Se calcula que más de dos mil farmacias se niegan a vender la llamada píldora del día después, tras la entrada en vigor de la ley que permite su venta libre, sin receta médica, en las farmacias de España.
Se plantea así un debate en el que, de un lado, se sitúan las creencias religiosas y personales de los farmacéuticos y, de otro, la obligatoriedad de la ley. Un debate social en el que a menudo olvidamos que, en medio, lo que se sitúa es un problema social y sanitario en el que se contrapone la responsabilidad con la libertad; la educación con la elección.
Pero el caso de la píldora postcoital no es más que un ejemplo menor: en España hay 21.000 farmacias y más del 90% la ofrecerán y se atendrán a lo prescrito por la ley. De hecho, ya se han encontrado soluciones alternativas: algunos colegios farmacéuticos se han puesto manos a la obra y han abierto registros para dejar constancia de los farmacéuticos que decidan no vender el fármaco sin receta; u otras exigirán a las boticas que indiquen de manera clara cuáles son los establecimientos más cercanos en los que las clientas pueden adquirir el producto.
Son, sin embargo, soluciones intermedias que enmascaran un problema mayor: la conjugación de la objeción de conciencia en una sociedad plural. La objeción de conciencia se ha convertido, cada vez más, en cuestión de debate social.
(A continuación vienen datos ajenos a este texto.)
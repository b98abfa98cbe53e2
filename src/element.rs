//! Code element identities for coverage and ranking
//!
//! Sprint 1: class/method/line element model
//!
//! Every subsystem keys its maps by [`CodeElementName`]. The canonical string
//! is the single source of identity: equality, ordering and hashing all go
//! through it, so an element observed by the coverage engine, the ranker and
//! a probe always means the same location within one analysis run.

use serde::{Deserialize, Serialize};
use std::fmt;

/// Unit of coverage aggregation
#[derive(Debug, Clone, Copy, PartialEq, Eq, PartialOrd, Ord, Hash, Serialize, Deserialize)]
pub enum Granularity {
    Class,
    Method,
    Line,
}

impl Granularity {
    /// File-name suffix for the per-granularity report artifact
    pub fn report_suffix(&self) -> &'static str {
        match self {
            Granularity::Class => "class",
            Granularity::Method => "method",
            Granularity::Line => "line",
        }
    }

    pub fn all() -> [Granularity; 3] {
        [Granularity::Class, Granularity::Method, Granularity::Line]
    }
}

/// Coverage status of one element in one test execution
#[derive(Debug, Clone, Copy, PartialEq, Eq, Hash, Serialize, Deserialize)]
pub enum CoverageStatus {
    Covered,
    PartiallyCovered,
    NotCovered,
}

impl CoverageStatus {
    /// Token form used in the on-disk report artifacts
    pub fn as_token(&self) -> &'static str {
        match self {
            CoverageStatus::Covered => "COVERED",
            CoverageStatus::PartiallyCovered => "PARTIAL",
            CoverageStatus::NotCovered => "MISSED",
        }
    }

    pub fn from_token(token: &str) -> Option<CoverageStatus> {
        match token {
            "COVERED" => Some(CoverageStatus::Covered),
            "PARTIAL" => Some(CoverageStatus::PartiallyCovered),
            "MISSED" => Some(CoverageStatus::NotCovered),
            _ => None,
        }
    }

    /// An element counts as exercised when it was reached at all
    pub fn is_exercised(&self) -> bool {
        !matches!(self, CoverageStatus::NotCovered)
    }
}

/// Immutable identity of a code location
///
/// Canonical forms:
/// - class:  `geo.Rectangle`
/// - method: `geo.Rectangle#area`
/// - line:   `geo.Rectangle#area:17`
#[derive(Debug, Clone, PartialEq, Eq, Hash, Serialize, Deserialize)]
pub struct CodeElementName {
    canonical: String,
    granularity: Granularity,
}

impl CodeElementName {
    pub fn class(qualified: &str) -> Self {
        CodeElementName {
            canonical: qualified.to_string(),
            granularity: Granularity::Class,
        }
    }

    pub fn method(class: &str, method: &str) -> Self {
        CodeElementName {
            canonical: format!("{}#{}", class, method),
            granularity: Granularity::Method,
        }
    }

    pub fn line(class: &str, method: &str, line: u32) -> Self {
        CodeElementName {
            canonical: format!("{}#{}:{}", class, method, line),
            granularity: Granularity::Line,
        }
    }

    /// Reconstruct an identity from its canonical string, inferring the
    /// granularity from the `#` / `:` separators. Used by the report parser.
    pub fn from_canonical(canonical: &str) -> Self {
        let granularity = match canonical.split_once('#') {
            None => Granularity::Class,
            Some((_, member)) => {
                if member.contains(':') {
                    Granularity::Line
                } else {
                    Granularity::Method
                }
            }
        };
        CodeElementName {
            canonical: canonical.to_string(),
            granularity,
        }
    }

    pub fn canonical(&self) -> &str {
        &self.canonical
    }

    pub fn granularity(&self) -> Granularity {
        self.granularity
    }

    /// Fully qualified class portion of the identity
    pub fn class_name(&self) -> &str {
        match self.canonical.split_once('#') {
            Some((class, _)) => class,
            None => &self.canonical,
        }
    }

    /// Method portion, if this identity is method- or line-grained
    pub fn method_name(&self) -> Option<&str> {
        let (_, member) = self.canonical.split_once('#')?;
        match member.split_once(':') {
            Some((method, _)) => Some(method),
            None => Some(member),
        }
    }

    /// Source line, if this identity is line-grained
    pub fn line_number(&self) -> Option<u32> {
        let (_, member) = self.canonical.split_once('#')?;
        let (_, line) = member.split_once(':')?;
        line.parse().ok()
    }

    /// Widen a finer identity to a coarser granularity without re-parsing
    /// any source. Widening to the same or a finer granularity yields `None`.
    pub fn widen(&self, to: Granularity) -> Option<CodeElementName> {
        if to >= self.granularity {
            return None;
        }
        match to {
            Granularity::Class => Some(CodeElementName::class(self.class_name())),
            Granularity::Method => {
                let method = self.method_name()?;
                Some(CodeElementName::method(self.class_name(), method))
            }
            Granularity::Line => None,
        }
    }
}

impl fmt::Display for CodeElementName {
    fn fmt(&self, f: &mut fmt::Formatter<'_>) -> fmt::Result {
        f.write_str(&self.canonical)
    }
}

impl PartialOrd for CodeElementName {
    fn partial_cmp(&self, other: &Self) -> Option<std::cmp::Ordering> {
        Some(self.cmp(other))
    }
}

impl Ord for CodeElementName {
    fn cmp(&self, other: &Self) -> std::cmp::Ordering {
        self.canonical.cmp(&other.canonical)
    }
}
Las leyes promulgadas se enfrentan con una sociedad dividida que ya no tienen unos valores unánimes, lo que provoca no sólo conflicto social, sino también conflicto en el cumplimiento de esas leyes, especialmente en el ámbito sanitario.
En principio, la objeción de conciencia se configura como un rechazo al cumplimiento de determinadas normas jurídicas por considerar que éstas son contrarias a sus creencias éticas o religiosas. El derecho positivo queda en un segundo plano ante lo que ellos consideran un derecho natural, superior al dictado por los poderes legislativos, inherente al hombre y a su naturaleza. En ese sentido, el objetor siente ante los actos que rechaza en conciencia una profunda contrariedad moral, hasta el punto de que someterse a lo que se le ordena o pide equivaldría a traicionar su propia identidad y conciencia. Esa dignidad moral viene acompaña de un papel en las relaciones sociales y sanitarias: son farmacéuticos, médicos, abogados, políticos…
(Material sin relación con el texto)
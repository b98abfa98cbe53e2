//! Composition root
//!
//! Sprint 8: coverage pass, probe, ranking update
//!
//! Thin sequencing layer: coverage engine → initial ranking →
//! operator-selected probe → tracer/backtracker → score update. All policy
//! lives in the components; this module only wires them together.

use std::collections::BTreeSet;

use anyhow::Result;
use tracing::debug;

use crate::backtracker::{CausalBacktracker, CausalChain};
use crate::config::Config;
use crate::coverage::{CoverageEngine, InstrumentedExecutor};
use crate::element::{CodeElementName, Granularity};
use crate::ranker::{FormulaChoice, SuspiciousnessRanker};
use crate::source_model::SourceModel;
use crate::suspicious::{SuspiciousVariable, SuspiciousVariableFinder};
use crate::variable_tracer::{TracedValueCollection, VariableTracer};

/// Everything one probe produced
#[derive(Debug)]
pub struct ProbeOutcome {
    pub trace: TracedValueCollection,
    pub chain: Option<CausalChain>,
    pub implicated: Option<CodeElementName>,
}

pub struct Orchestrator<'a> {
    config: &'a Config,
    source: &'a dyn SourceModel,
    executor: &'a dyn InstrumentedExecutor,
}

impl<'a> Orchestrator<'a> {
    pub fn new(
        config: &'a Config,
        source: &'a dyn SourceModel,
        executor: &'a dyn InstrumentedExecutor,
    ) -> Self {
        Orchestrator {
            config,
            source,
            executor,
        }
    }

    /// Coverage pass plus initial ranking at one granularity.
    pub fn initial_ranking(
        &self,
        test_class: &str,
        granularity: Granularity,
        formula: FormulaChoice,
    ) -> Result<SuspiciousnessRanker> {
        let engine = CoverageEngine::new(self.config, self.executor);
        let collection = engine.analyze_all(test_class)?;
        Ok(SuspiciousnessRanker::from_coverage(
            &collection,
            granularity,
            formula,
        ))
    }

    /// Trace the designated variable, resolve its causal chain, and fold the
    /// implicated location back into the ranking. Recoverable conditions
    /// (empty trace, no candidates, truncated chain) degrade gracefully and
    /// still return an outcome.
    pub fn probe(
        &self,
        ranker: &mut SuspiciousnessRanker,
        target: &SuspiciousVariable,
    ) -> Result<ProbeOutcome> {
        let tracer = VariableTracer::new(self.config, self.source);
        let trace = tracer.trace_values_of_target(target)?;

        // Only elements the failing tests reached may anchor argument
        // resolution in the backward search
        let executed: BTreeSet<CodeElementName> = ranker
            .rank()
            .iter()
            .filter(|entry| entry.failed() > 0)
            .map(|entry| entry.element().clone())
            .collect();
        let finder = SuspiciousVariableFinder::new(self.source);
        let chain = finder.find(target).into_iter().next().map(|start| {
            CausalBacktracker::new(self.source, self.config.max_backtrack_depth)
                .with_executed_elements(executed)
                .resolve(start)
        });
        let implicated = chain.as_ref().and_then(CausalChain::implicated_location);

        if let Some(element) = &implicated {
            let note = format!(
                "probe of {} in {} implicated this statement",
                target.variable(),
                target.owning_test()
            );
            let updated = ranker.update_score(element, 1.0, &note)
                || element
                    .widen(Granularity::Method)
                    .is_some_and(|method| ranker.update_score(&method, 1.0, &note));
            debug!(element = %element, updated, "probe result folded into ranking");
        }
        Ok(ProbeOutcome {
            trace,
            chain,
            implicated,
        })
    }
}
Muchos de estas profesiones tienen no sólo un componente de individualidad, sino también un servicio social en el que se debe dar cabida a una pluralidad de conciencias e ideologías.
El ejercicio de la objeción de conciencia es un signo de madurez cívica y de progreso moral y político: las sociedades modernas aceptan el gesto de la objeción pacífica, sin tomar represalias o ejercer discriminaciones contra el objetor, en el común respeto a los derechos fundamentales de las personas consagrados en las Constituciones. Pero con límites y dentro de un orden: la duda de un profesional y su autoexamen de fe no pueden vulnerar el bien común.
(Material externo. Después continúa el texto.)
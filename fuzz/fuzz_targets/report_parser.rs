#![no_main]

use libfuzzer_sys::fuzz_target;

fuzz_target!(|data: &[u8]| {
    // Convert arbitrary bytes to UTF-8 string (lossy conversion)
    if let Ok(input) = std::str::from_utf8(data) {
        // Attempt to parse a coverage report body
        // This should not panic regardless of input
        let _ = culpa::coverage::parse_report_text(input);
    }
});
Para evitar esos abusos de la objeción de conciencia y para compatibilizar el derecho de los ciudadanos a recibir una determinada prestación, es necesaria una regulación que defina de forma clara y precisa cuáles son los límites de la objeción. ¿Todas las creencias son válidas para objetar conciencia? ¿No existen situaciones en la que no sería permisible la objeción? ¿Ni en caso de urgencia?
Á‰sta es sin duda una de las grandes asignaturas pendientes no sólo en España, sino en otros países donde es más fácil promulgar cada año una ley de educación diferente que legislar sobre el ejercicio de la objeción. Porque no se trata de regular los pensamientos y las creencias, sino el uso que de ellas se hace en el marco social y público. Superemos el miedo para ser más plurales. Se trata de legislar para ser más eficaces, de pensar para ser más libres.